_Source material_
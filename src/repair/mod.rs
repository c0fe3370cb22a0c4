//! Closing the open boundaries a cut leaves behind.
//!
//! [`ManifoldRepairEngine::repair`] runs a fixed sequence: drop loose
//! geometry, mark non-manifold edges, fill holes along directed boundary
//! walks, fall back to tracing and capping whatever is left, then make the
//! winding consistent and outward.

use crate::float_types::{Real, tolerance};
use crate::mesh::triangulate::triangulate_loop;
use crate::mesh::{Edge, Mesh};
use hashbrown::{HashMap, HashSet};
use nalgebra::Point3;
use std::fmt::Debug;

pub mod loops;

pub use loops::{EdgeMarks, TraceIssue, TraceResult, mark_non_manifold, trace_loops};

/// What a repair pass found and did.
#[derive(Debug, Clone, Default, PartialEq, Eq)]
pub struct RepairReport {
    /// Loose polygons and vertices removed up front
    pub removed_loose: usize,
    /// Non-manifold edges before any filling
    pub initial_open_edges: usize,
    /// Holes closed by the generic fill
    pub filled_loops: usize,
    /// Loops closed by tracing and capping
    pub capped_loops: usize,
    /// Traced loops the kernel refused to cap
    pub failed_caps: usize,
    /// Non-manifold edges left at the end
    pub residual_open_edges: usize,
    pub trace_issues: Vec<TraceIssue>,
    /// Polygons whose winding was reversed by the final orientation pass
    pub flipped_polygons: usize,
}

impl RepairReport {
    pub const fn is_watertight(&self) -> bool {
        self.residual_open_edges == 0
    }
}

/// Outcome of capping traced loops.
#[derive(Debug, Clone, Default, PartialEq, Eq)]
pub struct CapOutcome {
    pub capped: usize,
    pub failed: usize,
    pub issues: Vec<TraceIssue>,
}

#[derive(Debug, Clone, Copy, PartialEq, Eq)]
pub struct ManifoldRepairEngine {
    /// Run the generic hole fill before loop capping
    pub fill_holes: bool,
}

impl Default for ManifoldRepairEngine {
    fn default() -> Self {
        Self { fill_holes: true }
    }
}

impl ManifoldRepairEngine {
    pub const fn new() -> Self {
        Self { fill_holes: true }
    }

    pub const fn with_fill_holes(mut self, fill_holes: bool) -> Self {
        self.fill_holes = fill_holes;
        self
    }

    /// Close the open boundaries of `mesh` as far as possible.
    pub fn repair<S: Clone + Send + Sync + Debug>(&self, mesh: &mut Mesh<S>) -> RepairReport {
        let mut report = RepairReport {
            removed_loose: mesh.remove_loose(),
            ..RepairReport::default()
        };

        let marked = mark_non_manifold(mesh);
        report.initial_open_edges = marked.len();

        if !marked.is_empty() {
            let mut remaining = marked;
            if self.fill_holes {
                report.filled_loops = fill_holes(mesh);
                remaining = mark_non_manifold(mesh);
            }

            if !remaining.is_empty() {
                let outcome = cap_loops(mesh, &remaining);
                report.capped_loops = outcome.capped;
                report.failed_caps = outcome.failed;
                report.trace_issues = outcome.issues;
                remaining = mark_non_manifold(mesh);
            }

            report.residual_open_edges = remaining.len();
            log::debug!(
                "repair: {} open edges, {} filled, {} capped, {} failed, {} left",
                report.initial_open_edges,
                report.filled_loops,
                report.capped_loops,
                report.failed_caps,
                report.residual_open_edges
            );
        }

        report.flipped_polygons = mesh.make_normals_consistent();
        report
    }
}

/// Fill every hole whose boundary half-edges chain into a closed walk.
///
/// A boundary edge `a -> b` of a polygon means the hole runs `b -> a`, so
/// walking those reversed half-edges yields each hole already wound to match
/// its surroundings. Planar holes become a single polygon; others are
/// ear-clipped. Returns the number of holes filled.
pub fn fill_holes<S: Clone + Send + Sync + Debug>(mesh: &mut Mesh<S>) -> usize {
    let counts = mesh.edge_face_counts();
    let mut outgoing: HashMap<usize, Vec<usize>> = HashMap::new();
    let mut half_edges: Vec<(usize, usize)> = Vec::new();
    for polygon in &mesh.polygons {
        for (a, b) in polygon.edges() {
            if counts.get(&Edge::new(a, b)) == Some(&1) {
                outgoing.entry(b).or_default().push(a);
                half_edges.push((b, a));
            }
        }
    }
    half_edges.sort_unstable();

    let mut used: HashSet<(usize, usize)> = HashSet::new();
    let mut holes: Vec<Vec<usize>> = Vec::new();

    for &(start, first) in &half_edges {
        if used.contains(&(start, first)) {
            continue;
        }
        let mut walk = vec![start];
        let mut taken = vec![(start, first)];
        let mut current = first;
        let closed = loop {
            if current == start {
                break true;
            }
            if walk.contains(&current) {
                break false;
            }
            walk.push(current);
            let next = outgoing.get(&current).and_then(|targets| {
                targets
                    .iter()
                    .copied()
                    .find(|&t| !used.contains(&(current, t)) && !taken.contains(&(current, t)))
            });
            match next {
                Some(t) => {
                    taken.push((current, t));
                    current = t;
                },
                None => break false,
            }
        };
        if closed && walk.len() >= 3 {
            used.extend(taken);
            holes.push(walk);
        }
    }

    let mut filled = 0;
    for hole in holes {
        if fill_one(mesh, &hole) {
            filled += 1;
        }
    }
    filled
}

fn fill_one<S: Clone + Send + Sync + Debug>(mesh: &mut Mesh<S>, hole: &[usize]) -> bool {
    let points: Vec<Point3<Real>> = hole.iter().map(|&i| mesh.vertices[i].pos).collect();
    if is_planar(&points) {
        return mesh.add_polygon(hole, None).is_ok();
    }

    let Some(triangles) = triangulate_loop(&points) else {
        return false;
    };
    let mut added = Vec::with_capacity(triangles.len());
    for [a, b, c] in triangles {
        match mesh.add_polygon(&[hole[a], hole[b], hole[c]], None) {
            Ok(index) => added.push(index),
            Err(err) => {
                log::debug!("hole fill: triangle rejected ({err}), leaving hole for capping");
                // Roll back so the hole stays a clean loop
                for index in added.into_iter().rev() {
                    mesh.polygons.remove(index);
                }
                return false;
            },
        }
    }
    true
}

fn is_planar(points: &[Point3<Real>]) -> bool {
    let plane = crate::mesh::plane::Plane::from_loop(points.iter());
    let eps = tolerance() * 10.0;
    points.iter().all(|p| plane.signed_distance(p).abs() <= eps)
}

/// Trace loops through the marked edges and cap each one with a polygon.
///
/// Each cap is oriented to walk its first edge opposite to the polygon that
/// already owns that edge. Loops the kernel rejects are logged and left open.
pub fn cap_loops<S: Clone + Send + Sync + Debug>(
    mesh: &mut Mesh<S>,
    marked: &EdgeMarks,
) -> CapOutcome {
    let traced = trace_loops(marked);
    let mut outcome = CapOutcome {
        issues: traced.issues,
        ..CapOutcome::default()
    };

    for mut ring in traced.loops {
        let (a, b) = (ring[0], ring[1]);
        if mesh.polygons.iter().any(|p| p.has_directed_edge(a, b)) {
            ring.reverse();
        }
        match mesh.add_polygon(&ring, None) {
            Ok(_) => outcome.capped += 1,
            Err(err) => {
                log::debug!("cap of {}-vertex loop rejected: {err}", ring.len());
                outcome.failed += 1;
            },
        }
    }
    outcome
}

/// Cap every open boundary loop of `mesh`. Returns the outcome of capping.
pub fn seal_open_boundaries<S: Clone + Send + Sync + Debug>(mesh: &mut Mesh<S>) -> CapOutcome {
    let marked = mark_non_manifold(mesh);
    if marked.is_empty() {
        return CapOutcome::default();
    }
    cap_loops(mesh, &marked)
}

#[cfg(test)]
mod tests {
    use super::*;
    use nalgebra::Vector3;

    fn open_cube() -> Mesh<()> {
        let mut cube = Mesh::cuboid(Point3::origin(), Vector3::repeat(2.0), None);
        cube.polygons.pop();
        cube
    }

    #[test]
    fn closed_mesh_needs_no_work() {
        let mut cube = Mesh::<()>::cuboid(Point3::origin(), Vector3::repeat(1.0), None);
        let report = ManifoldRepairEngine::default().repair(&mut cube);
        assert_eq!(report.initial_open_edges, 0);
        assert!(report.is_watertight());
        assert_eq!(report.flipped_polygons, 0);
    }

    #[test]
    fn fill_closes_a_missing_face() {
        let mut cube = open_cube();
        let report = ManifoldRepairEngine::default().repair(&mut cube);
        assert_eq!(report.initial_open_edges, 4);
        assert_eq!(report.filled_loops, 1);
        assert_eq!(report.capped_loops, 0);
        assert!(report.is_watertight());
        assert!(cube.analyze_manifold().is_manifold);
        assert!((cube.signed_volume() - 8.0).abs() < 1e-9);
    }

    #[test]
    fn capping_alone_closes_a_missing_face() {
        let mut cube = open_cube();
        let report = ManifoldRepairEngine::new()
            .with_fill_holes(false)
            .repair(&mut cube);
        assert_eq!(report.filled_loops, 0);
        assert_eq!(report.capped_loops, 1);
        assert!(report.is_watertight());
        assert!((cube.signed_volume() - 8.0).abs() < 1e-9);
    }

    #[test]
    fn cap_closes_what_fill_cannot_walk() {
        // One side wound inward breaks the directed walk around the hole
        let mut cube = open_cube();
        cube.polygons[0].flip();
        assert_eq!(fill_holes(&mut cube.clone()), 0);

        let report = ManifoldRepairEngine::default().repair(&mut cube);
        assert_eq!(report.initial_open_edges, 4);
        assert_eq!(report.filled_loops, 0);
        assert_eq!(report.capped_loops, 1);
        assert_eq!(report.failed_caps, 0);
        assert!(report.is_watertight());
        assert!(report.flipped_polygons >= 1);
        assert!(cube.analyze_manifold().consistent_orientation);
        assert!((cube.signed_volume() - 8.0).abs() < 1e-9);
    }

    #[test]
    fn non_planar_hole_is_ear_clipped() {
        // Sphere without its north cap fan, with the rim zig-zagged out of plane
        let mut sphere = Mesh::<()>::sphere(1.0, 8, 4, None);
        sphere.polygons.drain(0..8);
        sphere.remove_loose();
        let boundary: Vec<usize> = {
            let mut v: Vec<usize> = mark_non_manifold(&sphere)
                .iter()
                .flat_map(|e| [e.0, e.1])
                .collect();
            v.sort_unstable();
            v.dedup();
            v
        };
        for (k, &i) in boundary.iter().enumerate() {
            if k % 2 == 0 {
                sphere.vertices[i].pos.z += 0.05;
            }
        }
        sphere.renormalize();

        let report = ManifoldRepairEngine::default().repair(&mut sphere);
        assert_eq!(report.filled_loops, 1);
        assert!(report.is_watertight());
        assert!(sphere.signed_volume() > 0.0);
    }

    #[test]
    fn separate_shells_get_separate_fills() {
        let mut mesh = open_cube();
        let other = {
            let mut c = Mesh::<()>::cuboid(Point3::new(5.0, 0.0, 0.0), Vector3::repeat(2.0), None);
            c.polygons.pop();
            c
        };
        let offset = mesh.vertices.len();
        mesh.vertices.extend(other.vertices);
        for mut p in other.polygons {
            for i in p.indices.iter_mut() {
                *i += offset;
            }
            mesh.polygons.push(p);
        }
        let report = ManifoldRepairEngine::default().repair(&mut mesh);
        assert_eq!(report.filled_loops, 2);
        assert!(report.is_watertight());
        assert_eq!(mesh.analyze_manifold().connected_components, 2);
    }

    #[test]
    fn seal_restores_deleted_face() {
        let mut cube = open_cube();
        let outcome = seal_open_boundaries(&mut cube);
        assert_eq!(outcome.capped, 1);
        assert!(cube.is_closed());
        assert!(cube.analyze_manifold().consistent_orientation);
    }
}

_Exercise goal_
Extract every line above that contains the word "first".

_Answer section_
    for &(start, first) in &half_edges {
        if used.contains(&(start, first)) {
        let mut taken = vec![(start, first)];
        let mut current = first;
/// Each cap is oriented to walk its first edge opposite to the polygon that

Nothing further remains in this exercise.